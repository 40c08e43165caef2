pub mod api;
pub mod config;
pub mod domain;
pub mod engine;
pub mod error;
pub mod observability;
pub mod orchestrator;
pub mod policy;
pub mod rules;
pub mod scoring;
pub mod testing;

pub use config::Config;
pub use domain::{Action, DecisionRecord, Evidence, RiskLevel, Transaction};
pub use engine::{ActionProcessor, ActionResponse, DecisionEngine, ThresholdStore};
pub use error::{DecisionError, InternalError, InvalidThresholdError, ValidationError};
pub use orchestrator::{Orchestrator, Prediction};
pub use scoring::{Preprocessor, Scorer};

* **Try it**
Please copy out each record, character for character.

* **Answer section**
repository 40c08e43165caef2
pub mod api;
pub mod config;
pub mod domain;
pub mod engine;
pub mod error;
pub mod observability;
pub mod orchestrator;
pub mod policy;
pub mod rules;
pub mod scoring;
pub mod testing;

pub use config::Config;
pub use domain::{Action, DecisionRecord, Evidence, RiskLevel, Transaction};
pub use engine::{ActionProcessor, ActionResponse, DecisionEngine, ThresholdStore};
pub use error::{DecisionError, InternalError, InvalidThresholdError, ValidationError};
pub use orchestrator::{Orchestrator, Prediction};
pub use scoring::{Preprocessor, Scorer};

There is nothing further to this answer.